__Work to complete__: List every line below containing "named".
** Opening Data supplied block **
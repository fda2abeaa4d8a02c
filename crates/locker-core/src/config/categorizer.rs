//! AI categorization client configuration.

use serde::{Deserialize, Serialize};

/// Settings for the chat-completion categorizer and its pacing.
#[derive(Debug, Clone, Serialize, Deserialize)]
pub struct CategorizerConfig {
    /// Whether the remote model is consulted at all. When false only the
    /// keyword heuristics run.
    #[serde(default)]
    pub enabled: bool,
    /// OpenAI-compatible chat-completions endpoint.
    #[serde(default = "default_endpoint")]
    pub endpoint: String,
    /// Bearer API key. Missing key means heuristics only.
    #[serde(default)]
    pub api_key: Option<String>,
    /// Model name sent with every request.
    #[serde(default = "default_model")]
    pub model: String,
    /// Per-request timeout in seconds.
    #[serde(default = "default_timeout")]
    pub request_timeout_seconds: u64,
    /// Delay between consecutive calls during bulk operations.
    #[serde(default = "default_pacing")]
    pub pacing_ms: u64,
    /// Suggestions at or above this confidence are applied automatically
    /// during bulk operations.
    #[serde(default = "default_threshold")]
    pub auto_apply_threshold: f32,
}

impl Default for CategorizerConfig {
    fn default() -> Self {
        Self {
            enabled: false,
            endpoint: default_endpoint(),
            api_key: None,
            model: default_model(),
            request_timeout_seconds: default_timeout(),
            pacing_ms: default_pacing(),
            auto_apply_threshold: default_threshold(),
        }
    }
}

fn default_endpoint() -> String {
    "https://api.openai.com/v1/chat/completions".to_string()
}

fn default_model() -> String {
    "gpt-4o-mini".to_string()
}

fn default_timeout() -> u64 {
    15
}

fn default_pacing() -> u64 {
    500
}

fn default_threshold() -> f32 {
    0.75
}
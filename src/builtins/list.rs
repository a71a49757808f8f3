//! List type - mutable sequences over a SegmentedList
//!
//! Design: The cached `length` is the single source of truth for index and
//! slice arithmetic:
//! - Negative indices are normalized by adding the length
//! - get/set/remove report out-of-range positions as index errors
//! - insert clamps instead of failing
//! - Slice endpoints clamp into `[0, length]`; a negative step is rejected

use crate::allocator::Heap;
use crate::builtins::print::{obj_print, Output};
use crate::builtins::seglist::{
    seglist_append, seglist_clear, seglist_get, seglist_insert, seglist_new, seglist_remove,
    seglist_set, seglist_to_vec,
};
use crate::builtins::slice::slice_indices;
use crate::error::{Error, PmResult};
use crate::gc::ConstructionGuard;
use crate::objects::{obj_compare, sequence_items, type_mismatch, HeapData, ListData, ObjRef, ObjectType};

fn list_data(heap: &Heap, list: ObjRef) -> PmResult<ListData> {
    match heap.get(list)? {
        HeapData::List(data) => Ok(*data),
        other => Err(type_mismatch(ObjectType::List, other.object_type())),
    }
}

fn list_data_mut(heap: &mut Heap, list: ObjRef) -> PmResult<&mut ListData> {
    match heap.get_mut(list)? {
        HeapData::List(data) => Ok(data),
        other => Err(type_mismatch(ObjectType::List, other.object_type())),
    }
}

#[inline]
fn normalize(index: isize, length: usize) -> isize {
    if index < 0 {
        index + length as isize
    } else {
        index
    }
}

/// Normalize and bounds check an element position
fn checked_index(index: isize, length: usize) -> PmResult<usize> {
    let index = normalize(index, length);
    if index < 0 || index as usize >= length {
        return Err(Error::index_error("list index out of range"));
    }
    Ok(index as usize)
}

/// Normalize and clamp a position into `[low, length]`
#[inline]
fn clamp_index(index: isize, low: usize, length: usize) -> usize {
    normalize(index, length).clamp(low as isize, length as isize) as usize
}

/// Create an empty list
pub fn list_new(heap: &mut Heap) -> PmResult<ObjRef> {
    let storage = seglist_new(heap)?;
    heap.allocate(HeapData::List(ListData { length: 0, storage }))
}

#[inline]
pub fn list_len(heap: &Heap, list: ObjRef) -> PmResult<usize> {
    list_data(heap, list).map(|data| data.length)
}

/// Snapshot of the elements, in order
pub fn list_to_vec(heap: &Heap, list: ObjRef) -> PmResult<Vec<ObjRef>> {
    let data = list_data(heap, list)?;
    seglist_to_vec(heap, data.storage)
}

pub fn list_append(heap: &mut Heap, list: ObjRef, obj: ObjRef) -> PmResult<()> {
    let data = list_data(heap, list)?;
    seglist_append(heap, data.storage, obj)?;
    list_data_mut(heap, list)?.length += 1;
    Ok(())
}

pub fn list_get_item(heap: &Heap, list: ObjRef, index: isize) -> PmResult<ObjRef> {
    let data = list_data(heap, list)?;
    let index = checked_index(index, data.length)?;
    seglist_get(heap, data.storage, index)
}

pub fn list_set_item(heap: &mut Heap, list: ObjRef, index: isize, obj: ObjRef) -> PmResult<()> {
    let data = list_data(heap, list)?;
    let index = checked_index(index, data.length)?;
    seglist_set(heap, data.storage, index, obj)
}

/// Insert before the clamped position; never an index error
pub fn list_insert(heap: &mut Heap, list: ObjRef, index: isize, obj: ObjRef) -> PmResult<()> {
    let data = list_data(heap, list)?;
    let index = clamp_index(index, 0, data.length);
    seglist_insert(heap, data.storage, obj, index)?;
    list_data_mut(heap, list)?.length += 1;
    Ok(())
}

pub fn list_remove_index(heap: &mut Heap, list: ObjRef, index: isize) -> PmResult<()> {
    let data = list_data(heap, list)?;
    let index = checked_index(index, data.length)?;
    seglist_remove(heap, data.storage, index)?;
    list_data_mut(heap, list)?.length -= 1;
    Ok(())
}

/// Position of the first element equal to `value`
pub fn list_index(heap: &Heap, list: ObjRef, value: ObjRef) -> PmResult<usize> {
    let data = list_data(heap, list)?;
    for index in 0..data.length {
        let item = seglist_get(heap, data.storage, index)?;
        if obj_compare(heap, item, value)?.is_same() {
            return Ok(index);
        }
    }
    Err(Error::value_error("list.index(x): x not in list"))
}

/// Remove the first element equal to `value`
pub fn list_remove(heap: &mut Heap, list: ObjRef, value: ObjRef) -> PmResult<()> {
    let index = list_index(heap, list, value)?;
    list_remove_index(heap, list, index as isize)
}

/// New list holding the elements of `list` repeated `count` times
pub fn list_replicate(heap: &mut Heap, list: ObjRef, count: isize) -> PmResult<ObjRef> {
    let data = list_data(heap, list)?;

    let mut heap = ConstructionGuard::acquire(heap);
    let result = list_new(&mut heap)?;
    heap.protect(result);
    for _ in 0..count.max(0) {
        for index in 0..data.length {
            let item = seglist_get(&heap, data.storage, index)?;
            list_append(&mut heap, result, item)?;
        }
    }
    Ok(result)
}

#[inline]
pub fn list_copy(heap: &mut Heap, list: ObjRef) -> PmResult<ObjRef> {
    list_replicate(heap, list, 1)
}

/// Empty the list, releasing its segments
pub fn list_clear(heap: &mut Heap, list: ObjRef) -> PmResult<()> {
    let data = list_data(heap, list)?;
    seglist_clear(heap, data.storage)?;
    list_data_mut(heap, list)?.length = 0;
    Ok(())
}

fn check_step(step: isize) -> PmResult<usize> {
    if step == 0 {
        return Err(Error::value_error("slice step cannot be zero"));
    }
    if step < 0 {
        return Err(Error::value_error("negative slice step is not supported"));
    }
    Ok(step as usize)
}

/// New list of the elements from `start` to `end` (exclusive) every `step`
pub fn list_get_slice(
    heap: &mut Heap,
    list: ObjRef,
    start: isize,
    end: isize,
    step: isize,
) -> PmResult<ObjRef> {
    let data = list_data(heap, list)?;
    let step = check_step(step)?;
    let start = clamp_index(start, 0, data.length);
    let end = clamp_index(end, 0, data.length);

    let mut heap = ConstructionGuard::acquire(heap);
    let result = list_new(&mut heap)?;
    heap.protect(result);
    for index in (start..end).step_by(step) {
        let item = seglist_get(&heap, data.storage, index)?;
        list_append(&mut heap, result, item)?;
    }
    Ok(result)
}

/// Slice by a Slice object, defaulting absent endpoints
pub fn list_subscript_slice(heap: &mut Heap, list: ObjRef, slice: ObjRef) -> PmResult<ObjRef> {
    let length = list_len(heap, list)?;
    let (start, end, step) = slice_indices(heap, slice, length)?;
    list_get_slice(heap, list, start, end, step)
}

/// Replace `[start, end)` with the elements of a List or Tuple
///
/// Allocation failure after the resize has begun leaves the list shorter
/// than requested but structurally consistent.
pub fn list_store_slice(
    heap: &mut Heap,
    list: ObjRef,
    start: isize,
    end: isize,
    source: ObjRef,
) -> PmResult<()> {
    let data = list_data(heap, list)?;
    let items = sequence_items(heap, source)?;

    let start = clamp_index(start, 0, data.length);
    let end = clamp_index(end, start, data.length);
    let target = data.length - (end - start) + items.len();

    // Removed elements survive only in `items` when the list feeds itself
    let mut heap = ConstructionGuard::acquire(heap);
    if source == list {
        for &item in &items {
            heap.protect(item);
        }
    }

    let placeholder = heap.none();
    while list_len(&heap, list)? > target {
        list_remove_index(&mut heap, list, start as isize)?;
    }
    while list_len(&heap, list)? < target {
        list_insert(&mut heap, list, start as isize, placeholder)?;
    }

    for (offset, &item) in items.iter().enumerate() {
        list_set_item(&mut heap, list, (start + offset) as isize, item)?;
    }
    Ok(())
}

/// Print as `[a, b, 'c']`
pub fn list_print(heap: &Heap, list: ObjRef, out: &mut dyn Output) -> PmResult<()> {
    heap.expect_type(list, ObjectType::List)?;
    obj_print(heap, list, out)
}
//! Mite Core - heap, collector and object model of a flyweight Python VM
//!
//! This crate provides the memory and object substrate for an interpreter
//! running on microcontrollers with a few kilobytes of RAM:
//! - a fixed-budget chunk heap with a mark-sweep collector
//! - segmented lists, the backing store of every variable-length object
//! - tagged list, dict, slice, class, instance and method variants

pub mod error;
pub mod config;
pub mod logging;
pub mod objects;
pub mod allocator;
pub mod gc;
pub mod builtins;
pub mod interp;
pub mod native;
pub mod plat;

// Re-export core types
pub use allocator::{Heap, HeapStats};
pub use config::{HeapConfig, LogSettings, RuntimeConfig};
pub use error::{Error, ErrorKind, PmResult};
pub use gc::{collect, ConstructionGuard, GcStats};
pub use interp::Interpreter;
pub use native::{NativeFn, NativeTable};
pub use objects::{obj_compare, Comparison, FunctionKind, HeapData, ObjRef, ObjectType};
pub use plat::Platform;

use crate::logging::{info, LogConfig};

/// Runtime initialization: logging from `config`, then a fresh heap
pub fn init(config: &RuntimeConfig) -> PmResult<Heap> {
    logging::init_with_config(LogConfig::from(&config.logging));
    let heap = Heap::new(config.heap.clone())?;
    info!(
        arena_bytes = config.heap.arena_bytes,
        live_objects = heap.live_objects(),
        "runtime initialized"
    );
    Ok(heap)
}
//! String type - immutable byte strings compared by content

use crate::allocator::Heap;
use crate::error::PmResult;
use crate::objects::{type_mismatch, HeapData, ObjRef, ObjectType};

pub fn string_new(heap: &mut Heap, s: &str) -> PmResult<ObjRef> {
    heap.allocate(HeapData::Str(s.into()))
}

#[inline]
pub fn string_as_str(heap: &Heap, obj: ObjRef) -> PmResult<&str> {
    match heap.get(obj)? {
        HeapData::Str(s) => Ok(&**s),
        other => Err(type_mismatch(ObjectType::Str, other.object_type())),
    }
}

/// True when `obj` is a string equal to `s`
pub fn string_equals(heap: &Heap, obj: ObjRef, s: &str) -> PmResult<bool> {
    match heap.get(obj)? {
        HeapData::Str(value) => Ok(&**value == s),
        _ => Ok(false),
    }
}
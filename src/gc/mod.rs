//! Garbage collector - synchronous stop-the-world mark-sweep
//!
//! Design: Collection is driven by the allocator:
//! 1. Triggered only when an allocation does not fit the arena
//! 2. Marks from globals, frame roots, guarded objects and constants
//! 3. Handles pending in the allocation itself are pinned for the cycle

mod roots;
mod collector;


pub use roots::{ConstructionGuard, RootSet};

use std::time::Instant;

use crate::allocator::Heap;
use crate::logging::{log_gc_complete, warn};
use crate::objects::ObjRef;

/// Statistics of one completed collection
#[derive(Debug, Clone, Copy, PartialEq, Eq)]
pub struct GcStats {
    pub marked: usize,
    pub freed: usize,
    pub bytes_reclaimed: usize,
    pub duration_us: u64,
}

/// Collect now
pub fn collect(heap: &mut Heap) -> GcStats {
    collect_with(heap, &[])
}

/// Collect with additional handles pinned for this cycle only
pub(crate) fn collect_with(heap: &mut Heap, extra_roots: &[ObjRef]) -> GcStats {
    let start = Instant::now();
    let outcome = collector::run(heap, extra_roots);
    heap.record_collection();

    let elapsed = start.elapsed();
    if elapsed.as_millis() > 10 {
        warn!(
            duration_ms = elapsed.as_millis() as u64,
            "GC collection took significant time"
        );
    }

    let duration_us = elapsed.as_micros() as u64;
    log_gc_complete(duration_us, outcome.freed, heap.live_objects());

    GcStats {
        marked: outcome.marked,
        freed: outcome.freed,
        bytes_reclaimed: outcome.bytes_reclaimed,
        duration_us,
    }
}
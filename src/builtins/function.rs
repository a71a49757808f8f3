//! Function type - named code objects the interpreter can invoke

use crate::allocator::Heap;
use crate::error::PmResult;
use crate::objects::{type_mismatch, FunctionData, FunctionKind, HeapData, ObjRef, ObjectType};

/// Create a function named by the string `name`
pub fn function_new(heap: &mut Heap, name: ObjRef, kind: FunctionKind) -> PmResult<ObjRef> {
    heap.expect_type(name, ObjectType::Str)?;
    heap.allocate(HeapData::Function(FunctionData { name, kind }))
}

pub fn function_data(heap: &Heap, func: ObjRef) -> PmResult<FunctionData> {
    match heap.get(func)? {
        HeapData::Function(data) => Ok(*data),
        other => Err(type_mismatch(ObjectType::Function, other.object_type())),
    }
}
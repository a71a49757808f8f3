//! Chunk metadata - size model and per-object header
//!
//! Design: Chunk sizes follow the layout of the 8/16-bit target rather than the
//! host, so the arena budget means the same thing on a desktop build as on
//! the device:
//! - 2-byte object descriptor (type tag + size class)
//! - 2-byte heap references
//! - 4-byte integers
//! - 4-byte chunk granule, 8-byte minimum chunk

use crate::objects::ObjectType;

/// Object descriptor size on the target
pub const HEADER_SIZE: usize = 2;

/// Size of one heap reference on the target
pub const REF_SIZE: usize = 2;

/// Size of a length/count field
pub const LENGTH_SIZE: usize = 2;

/// Size of an integer payload
pub const INT_SIZE: usize = 4;

/// Chunk sizes are multiples of this
pub const CHUNK_GRANULE: usize = 4;

/// Smallest chunk the allocator hands out
pub const MIN_CHUNK_SIZE: usize = 8;

/// Round a payload size (header included) up to a whole chunk
#[inline]
pub const fn chunk_size_for(bytes: usize) -> usize {
    let rounded = (bytes + CHUNK_GRANULE - 1) / CHUNK_GRANULE * CHUNK_GRANULE;
    if rounded < MIN_CHUNK_SIZE {
        MIN_CHUNK_SIZE
    } else {
        rounded
    }
}

/// Header kept alongside every live object
#[derive(Debug, Clone, Copy, PartialEq, Eq)]
pub struct ObjectHeader {
    tag: ObjectType,
    chunk_size: usize,
    pub(crate) marked: bool,
}

impl ObjectHeader {
    #[inline]
    pub const fn new(tag: ObjectType, chunk_size: usize) -> Self {
        Self { tag, chunk_size, marked: false }
    }

    /// The type discriminant stamped at allocation
    #[inline]
    pub fn tag(&self) -> ObjectType {
        self.tag
    }

    /// Bytes charged against the arena for this object
    #[inline]
    pub fn chunk_size(&self) -> usize {
        self.chunk_size
    }

    #[inline]
    pub fn is_marked(&self) -> bool {
        self.marked
    }
}
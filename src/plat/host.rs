//! Desktop platform over the process's standard streams

use std::io::{self, Read, Write};
use std::time::Instant;

use super::Platform;
use crate::error::{Error, ErrorKind, PmResult};
use crate::logging::{error, info};

pub struct HostPlatform {
    started: Instant,
}

impl HostPlatform {
    pub fn new() -> Self {
        Self { started: Instant::now() }
    }
}

impl Default for HostPlatform {
    fn default() -> Self {
        Self::new()
    }
}

impl Platform for HostPlatform {
    fn init(&mut self) -> PmResult<()> {
        self.started = Instant::now();
        info!(target: "plat", "host platform initialized");
        Ok(())
    }

    fn send_byte(&mut self, byte: u8) -> PmResult<()> {
        let mut stdout = io::stdout().lock();
        stdout
            .write_all(&[byte])
            .and_then(|_| stdout.flush())
            .map_err(|e| Error::io_error(format!("failed to send byte: {}", e)))
    }

    fn receive_byte(&mut self) -> PmResult<u8> {
        let mut byte = [0u8; 1];
        match io::stdin().lock().read(&mut byte) {
            Ok(1) => Ok(byte[0]),
            Ok(_) => Err(Error::io_error("end of input")),
            Err(e) => Err(Error::io_error(format!("failed to receive byte: {}", e))),
        }
    }

    fn tick_count(&self) -> u32 {
        self.started.elapsed().as_millis() as u32
    }

    fn report_error(&mut self, kind: ErrorKind) {
        error!(target: "plat", code = kind.code(), kind = kind.name(), "error reported");
    }
}
//! Tuple type - fixed-length immutable sequences
//!
//! Design: One chunk holding every element reference; the read-only
//! counterpart of List for slice assignment and class bases.

use crate::allocator::Heap;
use crate::error::{Error, PmResult};
use crate::objects::{type_mismatch, HeapData, ObjRef, ObjectType};

pub fn tuple_new(heap: &mut Heap, items: &[ObjRef]) -> PmResult<ObjRef> {
    heap.allocate(HeapData::Tuple(items.into()))
}

/// Element references of a tuple
pub fn tuple_items(heap: &Heap, tuple: ObjRef) -> PmResult<&[ObjRef]> {
    match heap.get(tuple)? {
        HeapData::Tuple(items) => Ok(&**items),
        other => Err(type_mismatch(ObjectType::Tuple, other.object_type())),
    }
}

#[inline]
pub fn tuple_len(heap: &Heap, tuple: ObjRef) -> PmResult<usize> {
    tuple_items(heap, tuple).map(<[ObjRef]>::len)
}

/// Element at `index`; negative indices count from the end
pub fn tuple_get_item(heap: &Heap, tuple: ObjRef, index: isize) -> PmResult<ObjRef> {
    let items = tuple_items(heap, tuple)?;
    let normalized = if index < 0 { index + items.len() as isize } else { index };
    if normalized < 0 || normalized as usize >= items.len() {
        return Err(Error::index_error("tuple index out of range"));
    }
    Ok(items[normalized as usize])
}
//! Logging infrastructure - structured tracing throughout the heap and VM core
//!
//! Design: Uses `tracing` for structured, contextual logging with:
//! - Configurable level through env or `RuntimeConfig`
//! - Zero-cost when disabled
//! - Console or file output, human-readable or JSON

use once_cell::sync::OnceCell;
use std::io;
use std::path::Path;
use tracing_subscriber::{
    fmt::{self, format::FmtSpan, writer::BoxMakeWriter},
    layer::SubscriberExt,
    util::SubscriberInitExt,
    EnvFilter,
};

// Re-export tracing macros for use throughout the crate
pub use tracing::{debug, error, info, trace, warn, Level};

use crate::config::LogSettings;

/// Global logging state
static LOGGER_INITIALIZED: OnceCell<()> = OnceCell::new();

const DEFAULT_LOG_FILE: &str = "mite_core.log";

/// Logging configuration
#[derive(Debug, Clone)]
pub struct LogConfig {
    /// Default log level
    pub level: Level,
    /// Log file path; console output when absent
    pub log_path: Option<String>,
    /// Enable JSON format (vs human-readable)
    pub json_format: bool,
    /// Show span events (enter/exit)
    pub show_spans: bool,
}

impl Default for LogConfig {
    fn default() -> Self {
        Self {
            level: Level::INFO,
            log_path: None,
            json_format: false,
            show_spans: false,
        }
    }
}

impl LogConfig {
    /// Create config from environment variables
    pub fn from_env() -> Self {
        let mut config = Self::default();

        // MITE_LOG_LEVEL: trace, debug, info, warn, error
        if let Ok(level_str) = std::env::var("MITE_LOG_LEVEL") {
            config.level = parse_level(&level_str);
        }

        if let Ok(path) = std::env::var("MITE_LOG_FILE") {
            config.log_path = Some(path);
        }

        config.json_format = std::env::var("MITE_LOG_JSON").is_ok();
        config.show_spans = std::env::var("MITE_LOG_SPANS").is_ok();

        config
    }

    /// Quiet config for embedding: errors only
    pub fn quiet() -> Self {
        Self {
            level: Level::ERROR,
            ..Self::default()
        }
    }
}

impl From<&LogSettings> for LogConfig {
    fn from(settings: &LogSettings) -> Self {
        Self {
            level: parse_level(&settings.level),
            log_path: settings.file.clone(),
            json_format: settings.json,
            show_spans: settings.spans,
        }
    }
}

/// Unknown names fall back to INFO
pub fn parse_level(name: &str) -> Level {
    match name.to_lowercase().as_str() {
        "trace" => Level::TRACE,
        "debug" => Level::DEBUG,
        "info" => Level::INFO,
        "warn" | "warning" => Level::WARN,
        "error" => Level::ERROR,
        _ => Level::INFO,
    }
}

/// Initialize logging with configuration from the environment
pub fn init() {
    init_with_config(LogConfig::from_env());
}

/// Initialize logging with custom configuration (first call wins)
pub fn init_with_config(config: LogConfig) {
    LOGGER_INITIALIZED.get_or_init(|| {
        let env_filter = EnvFilter::try_from_default_env().unwrap_or_else(|_| {
            EnvFilter::new(format!("mite_core={}", config.level.as_str().to_lowercase()))
        });

        let span_events = if config.show_spans {
            FmtSpan::ENTER | FmtSpan::CLOSE
        } else {
            FmtSpan::NONE
        };

        let layer = fmt::layer()
            .with_writer(make_writer(config.log_path.as_deref()))
            .with_span_events(span_events)
            .with_target(true)
            .with_line_number(cfg!(debug_assertions));

        // Ignore error if a global subscriber was installed elsewhere
        if config.json_format {
            tracing_subscriber::registry()
                .with(env_filter)
                .with(layer.json())
                .try_init()
                .ok();
        } else {
            tracing_subscriber::registry()
                .with(env_filter)
                .with(layer)
                .try_init()
                .ok();
        }
    });
}

fn make_writer(log_path: Option<&str>) -> BoxMakeWriter {
    match log_path {
        Some(path) => {
            let path = Path::new(path);
            let dir = path
                .parent()
                .filter(|p| !p.as_os_str().is_empty())
                .unwrap_or_else(|| Path::new("."));
            let file = path
                .file_name()
                .map(|name| name.to_os_string())
                .unwrap_or_else(|| DEFAULT_LOG_FILE.into());
            BoxMakeWriter::new(tracing_appender::rolling::never(dir, file))
        }
        None => BoxMakeWriter::new(io::stdout),
    }
}

/// Check if logging is initialized
pub fn is_initialized() -> bool {
    LOGGER_INITIALIZED.get().is_some()
}

// ============================================================================
// Heap and collector events
// ============================================================================

/// Log chunk allocation
#[inline]
pub fn log_allocation(kind: &'static str, slot: u32, chunk_bytes: usize) {
    trace!(
        target: "allocator",
        event = "allocation",
        kind,
        slot,
        chunk_bytes,
        "chunk allocated"
    );
}

/// Log explicit chunk release
#[inline]
pub fn log_free(slot: u32, chunk_bytes: usize) {
    trace!(
        target: "allocator",
        event = "free",
        slot,
        chunk_bytes,
        "chunk released"
    );
}

/// Log allocator exhaustion after any collection attempt
pub fn log_out_of_memory(requested: usize, bytes_free: usize) {
    warn!(
        target: "allocator",
        event = "out_of_memory",
        requested,
        bytes_free,
        "heap exhausted"
    );
}

/// Log GC cycle start
pub fn log_gc_start(live_objects: usize) {
    debug!(
        target: "gc",
        event = "gc_start",
        live_objects,
        "starting garbage collection cycle"
    );
}

/// Log GC mark phase
pub fn log_gc_mark(marked: usize) {
    debug!(
        target: "gc",
        event = "gc_mark",
        objects_marked = marked,
        "mark phase complete"
    );
}

/// Log GC sweep phase
pub fn log_gc_sweep(swept: usize, bytes_reclaimed: usize) {
    debug!(
        target: "gc",
        event = "gc_sweep",
        objects_swept = swept,
        bytes_reclaimed,
        "sweep phase complete"
    );
}

/// Log GC cycle completion
pub fn log_gc_complete(duration_us: u64, collected: usize, live: usize) {
    info!(
        target: "gc",
        event = "gc_complete",
        objects_collected = collected,
        live_objects = live,
        duration_us,
        "garbage collection cycle complete"
    );
}

/// Log the root set a cycle starts from
pub fn log_gc_roots(roots: usize, in_flight: usize) {
    debug!(
        target: "gc",
        event = "gc_roots",
        roots,
        in_flight,
        "collecting with objects under construction"
    );
}

/// Log native function dispatch
#[inline]
pub fn log_native_call(index: usize, args: usize) {
    trace!(
        target: "native",
        event = "native_call",
        index,
        args,
        "native function called"
    );
}

#[cfg(test)]
mod tests {
    use super::*;

    #[test]
    fn test_config_creation() {
        let config = LogConfig::default();
        assert_eq!(config.level, Level::INFO);
        assert!(config.log_path.is_none());

        let quiet = LogConfig::quiet();
        assert_eq!(quiet.level, Level::ERROR);
    }

    #[test]
    fn test_parse_level() {
        assert_eq!(parse_level("TRACE"), Level::TRACE);
        assert_eq!(parse_level("warning"), Level::WARN);
        assert_eq!(parse_level("bogus"), Level::INFO);
    }

    #[test]
    fn test_from_settings() {
        let settings = LogSettings {
            level: "debug".to_string(),
            file: Some("out/heap.log".to_string()),
            json: true,
            spans: false,
        };
        let config = LogConfig::from(&settings);
        assert_eq!(config.level, Level::DEBUG);
        assert_eq!(config.log_path.as_deref(), Some("out/heap.log"));
        assert!(config.json_format);
    }

    #[test]
    fn test_init_idempotent() {
        init_with_config(LogConfig::quiet());
        init_with_config(LogConfig::quiet());
        assert!(is_initialized());
    }

    #[test]
    fn test_event_helpers_do_not_panic() {
        log_allocation("List", 3, 8);
        log_free(3, 8);
        log_out_of_memory(64, 12);
        log_gc_start(10);
        log_gc_mark(7);
        log_gc_sweep(3, 24);
        log_gc_complete(100, 3, 7);
        log_gc_roots(5, 1);
        log_native_call(2, 1);
    }
}
//! GC root tracking - starting points for reachability marking
//!
//! Roots include:
//! - Global namespace (the globals dict)
//! - Objects pinned by active frames (the root stack)
//! - Objects under construction, registered through a `ConstructionGuard`
//! - Heap constants

use std::ops::{Deref, DerefMut};

use crate::allocator::Heap;
use crate::objects::ObjRef;

/// Explicit roots owned by the heap
#[derive(Debug, Default)]
pub struct RootSet {
    pub(crate) globals: Option<ObjRef>,
    pub(crate) stack: Vec<ObjRef>,
    pub(crate) in_flight: Vec<ObjRef>,
    pub(crate) constructions: usize,
}

impl RootSet {
    pub fn new() -> Self {
        Self {
            globals: None,
            stack: Vec::with_capacity(32),
            in_flight: Vec::with_capacity(8),
            constructions: 0,
        }
    }

    /// Every explicit root: globals, then frame roots, then in-flight objects
    pub fn iter(&self) -> impl Iterator<Item = ObjRef> + '_ {
        self.globals
            .into_iter()
            .chain(self.stack.iter().copied())
            .chain(self.in_flight.iter().copied())
    }

    pub fn len(&self) -> usize {
        self.stack.len() + self.in_flight.len() + usize::from(self.globals.is_some())
    }

    pub fn is_empty(&self) -> bool {
        self.len() == 0
    }
}

/// RAII construction-in-progress guard
///
/// The guard borrows the heap and derefs to it, so a builder allocates
/// through the guard. Objects passed to `protect` are roots until the guard
/// drops, on every exit path. Collection keeps running underneath.
///
/// Usage:
/// ```ignore
/// let mut heap = ConstructionGuard::acquire(heap);
/// let result = list_new(&mut heap)?;
/// heap.protect(result);
/// list_append(&mut heap, result, item)?;
/// ```
#[must_use = "the guard releases as soon as it is dropped"]
pub struct ConstructionGuard<'h> {
    heap: &'h mut Heap,
    depth: usize,
}

impl<'h> ConstructionGuard<'h> {
    pub fn acquire(heap: &'h mut Heap) -> Self {
        let depth = heap.roots.in_flight.len();
        heap.roots.constructions += 1;
        Self { heap, depth }
    }

    /// Root `obj` for the lifetime of this guard
    #[inline]
    pub fn protect(&mut self, obj: ObjRef) -> ObjRef {
        self.heap.roots.in_flight.push(obj);
        obj
    }
}

impl Deref for ConstructionGuard<'_> {
    type Target = Heap;

    #[inline]
    fn deref(&self) -> &Heap {
        self.heap
    }
}

impl DerefMut for ConstructionGuard<'_> {
    #[inline]
    fn deref_mut(&mut self) -> &mut Heap {
        self.heap
    }
}

impl Drop for ConstructionGuard<'_> {
    fn drop(&mut self) {
        self.heap.roots.in_flight.truncate(self.depth);
        self.heap.roots.constructions = self.heap.roots.constructions.saturating_sub(1);
    }
}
** Closing Data supplied block **
__Answer section__:
//! Function type - named code objects the interpreter can invoke
/// Create a function named by the string `name`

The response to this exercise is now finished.